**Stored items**

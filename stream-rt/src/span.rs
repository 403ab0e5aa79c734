//! Positional metadata attached by generated code to parsed fields, for
//! debugging/visualization consumers. Not used internally by [`crate::stream::Stream`].

/// `{offset, start, end}` describing where a field was read from, relative
/// to the root stream.
#[derive(Debug, Clone, Copy, PartialEq, Eq)]
pub struct Span {
    /// Absolute position of this stream's origin within the root stream.
    pub offset: u64,
    /// Start position relative to `offset`.
    pub start: u64,
    /// End position relative to `offset`, or `None` if the field's end was
    /// never recorded (e.g. parsing failed before it closed).
    pub end: Option<u64>,
}

impl Span {
    pub fn new(offset: u64, start: u64, end: Option<u64>) -> Self {
        Self { offset, start, end }
    }

    /// Absolute start position within the root stream.
    pub fn absolute_start(&self) -> u64 {
        self.offset + self.start
    }

    /// Absolute end position within the root stream, if known.
    pub fn absolute_end(&self) -> Option<u64> {
        self.end.map(|e| self.offset + e)
    }
}

/// A [`Span`] plus the ordered per-item spans of an array-typed field.
#[derive(Debug, Clone, PartialEq, Eq)]
pub struct ArraySpan {
    pub span: Span,
    pub items: Vec<Span>,
}

impl ArraySpan {
    pub fn new(span: Span) -> Self {
        Self {
            span,
            items: Vec::new(),
        }
    }

    pub fn push_item(&mut self, item: Span) {
        self.items.push(item);
    }
}
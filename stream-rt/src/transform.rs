//! Pure byte-transform helpers used by "process" pipelines (spec.md §4.6).
//!
//! These are free functions, not methods on [`crate::stream::Stream`]: they
//! operate on already-materialized byte arrays, the same way the teacher's
//! `traits.rs`/`types.rs` keep pure bit-math free of any I/O.

use crate::error::{Result, StreamError};
use std::io::{Read, Write};

use flate2::read::ZlibDecoder;
use flate2::write::ZlibEncoder;
use flate2::Compression;

/// XOR every byte of `data` with the scalar `key`.
pub fn process_xor_scalar(data: &[u8], key: u8) -> Vec<u8> {
    data.iter().map(|b| b ^ key).collect()
}

/// XOR every byte of `data` with a repeating key, cycling `key.len()`.
pub fn process_xor_key(data: &[u8], key: &[u8]) -> Vec<u8> {
    if key.is_empty() {
        return data.to_vec();
    }
    data.iter()
        .enumerate()
        .map(|(i, b)| b ^ key[i % key.len()])
        .collect()
}

/// Circularly rotate each byte of `data` left by `amount` bits.
///
/// `group_size` must be `1`; any other value is unsupported, matching
/// spec.md §4.6.
pub fn process_rotate_left(data: &[u8], amount: u32, group_size: usize) -> Result<Vec<u8>> {
    if group_size != 1 {
        return Err(StreamError::UnsupportedOperation(format!(
            "rotate group size {group_size} is not supported (only 1-byte groups are)"
        )));
    }
    let amount = (amount % 8) as u32;
    Ok(data.iter().map(|b| b.rotate_left(amount)).collect())
}

/// Zlib-inflate `data`.
pub fn unprocess_zlib(data: &[u8]) -> Result<Vec<u8>> {
    let mut decoder = ZlibDecoder::new(data);
    let mut out = Vec::new();
    decoder.read_to_end(&mut out)?;
    Ok(out)
}

/// Zlib-deflate `data`.
pub fn process_zlib(data: &[u8]) -> Result<Vec<u8>> {
    let mut encoder = ZlibEncoder::new(Vec::new(), Compression::default());
    encoder.write_all(data)?;
    Ok(encoder.finish()?)
}

/// Strip trailing bytes equal to `pad` from the end of `bytes`.
pub fn bytes_strip_right(bytes: &[u8], pad: u8) -> Vec<u8> {
    let end = bytes.iter().rposition(|&b| b != pad).map_or(0, |i| i + 1);
    bytes[..end].to_vec()
}

/// Truncate `bytes` at the first occurrence of `term`, optionally keeping it.
pub fn bytes_terminate(bytes: &[u8], term: u8, include_term: bool) -> Vec<u8> {
    match bytes.iter().position(|&b| b == term) {
        Some(i) => bytes[..if include_term { i + 1 } else { i }].to_vec(),
        None => bytes.to_vec(),
    }
}

/// Truncate `bytes` at the first occurrence of the byte sequence `term`,
/// optionally keeping it. An empty `term` returns an empty output.
pub fn bytes_terminate_multi(bytes: &[u8], term: &[u8], include_term: bool) -> Vec<u8> {
    if term.is_empty() {
        return Vec::new();
    }
    match bytes.windows(term.len()).position(|w| w == term) {
        Some(i) => bytes[..if include_term { i + term.len() } else { i }].to_vec(),
        None => bytes.to_vec(),
    }
}

/// Unsigned lexicographic comparison of two byte arrays.
pub fn byte_array_compare(a: &[u8], b: &[u8]) -> std::cmp::Ordering {
    a.cmp(b)
}

/// Return whichever of `a`/`b` is unsigned-lexicographically smaller.
pub fn byte_array_min<'a>(a: &'a [u8], b: &'a [u8]) -> &'a [u8] {
    if byte_array_compare(a, b) == std::cmp::Ordering::Greater {
        b
    } else {
        a
    }
}

/// Return whichever of `a`/`b` is unsigned-lexicographically larger.
pub fn byte_array_max<'a>(a: &'a [u8], b: &'a [u8]) -> &'a [u8] {
    if byte_array_compare(a, b) == std::cmp::Ordering::Less {
        b
    } else {
        a
    }
}

/// Find the start index of the first occurrence of `needle` in `haystack`,
/// or `-1` if absent.
pub fn byte_array_index_of(haystack: &[u8], needle: &[u8]) -> i64 {
    if needle.is_empty() {
        return 0;
    }
    match haystack.windows(needle.len()).position(|w| w == needle) {
        Some(i) => i as i64,
        None => -1,
    }
}

/// Euclidean modulo: the result always has the sign of `b`'s... no, always
/// non-negative, and `b` must be strictly positive.
pub fn euclidean_mod(a: i64, b: i64) -> Result<i64> {
    if b <= 0 {
        return Err(StreamError::Arithmetic(format!(
            "modulo divisor must be positive, got {b}"
        )));
    }
    Ok(((a % b) + b) % b)
}

#[cfg(test)]
mod tests {
    use super::*;

    #[test]
    fn xor_scalar_matches_spec_scenario() {
        assert_eq!(
            process_xor_scalar(&[0x11, 0x22, 0x33], 0x0F),
            vec![0x1E, 0x2D, 0x3C]
        );
    }

    #[test]
    fn xor_key_matches_spec_scenario() {
        assert_eq!(
            process_xor_key(&[0x11, 0x22, 0x33, 0x44], &[0x0F, 0xF0]),
            vec![0x1E, 0xD2, 0x3C, 0xB4]
        );
    }

    #[test]
    fn rotate_left_rejects_non_byte_groups() {
        assert!(process_rotate_left(&[1, 2], 1, 2).is_err());
    }

    #[test]
    fn rotate_left_single_byte_group() {
        assert_eq!(process_rotate_left(&[0b1000_0001], 1, 1).unwrap(), vec![0b0000_0011]);
    }

    #[test]
    fn zlib_round_trips() {
        let data = b"the quick brown fox jumps over the lazy dog".repeat(50);
        let compressed = process_zlib(&data).unwrap();
        let restored = unprocess_zlib(&compressed).unwrap();
        assert_eq!(restored, data);
    }

    #[test]
    fn strip_right_padding() {
        assert_eq!(bytes_strip_right(&[1, 2, 0, 0, 0], 0), vec![1, 2]);
        assert_eq!(bytes_strip_right(&[0, 0, 0], 0), Vec::<u8>::new());
    }

    #[test]
    fn terminate_single_and_multi() {
        assert_eq!(
            bytes_terminate(&[0x61, 0x62, 0x00, 0x63], 0x00, false),
            vec![0x61, 0x62]
        );
        assert_eq!(
            bytes_terminate_multi(&[0x61, 0x0D, 0x0A, 0x62], &[0x0D, 0x0A], false),
            vec![0x61]
        );
        assert_eq!(
            bytes_terminate_multi(&[0x61, 0x62], &[], false),
            Vec::<u8>::new()
        );
    }

    #[test]
    fn index_of_and_min_max() {
        assert_eq!(byte_array_index_of(&[1, 2, 3, 4], &[3, 4]), 2);
        assert_eq!(byte_array_index_of(&[1, 2, 3], &[9]), -1);
        assert_eq!(byte_array_min(&[1, 2], &[1, 1]), &[1, 1]);
        assert_eq!(byte_array_max(&[1, 2], &[1, 1]), &[1, 2]);
    }

    #[test]
    fn mod_is_euclidean() {
        assert_eq!(euclidean_mod(-1, 5).unwrap(), 4);
        assert_eq!(euclidean_mod(7, 5).unwrap(), 2);
        assert!(euclidean_mod(1, 0).is_err());
    }
}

**Assignment**
In the entries above, find every line holding the word "false" and copy it out.

**Exercise solution**
            bytes_terminate(&[0x61, 0x62, 0x00, 0x63], 0x00, false),
            bytes_terminate_multi(&[0x61, 0x0D, 0x0A, 0x62], &[0x0D, 0x0A], false),
            bytes_terminate_multi(&[0x61, 0x62], &[], false),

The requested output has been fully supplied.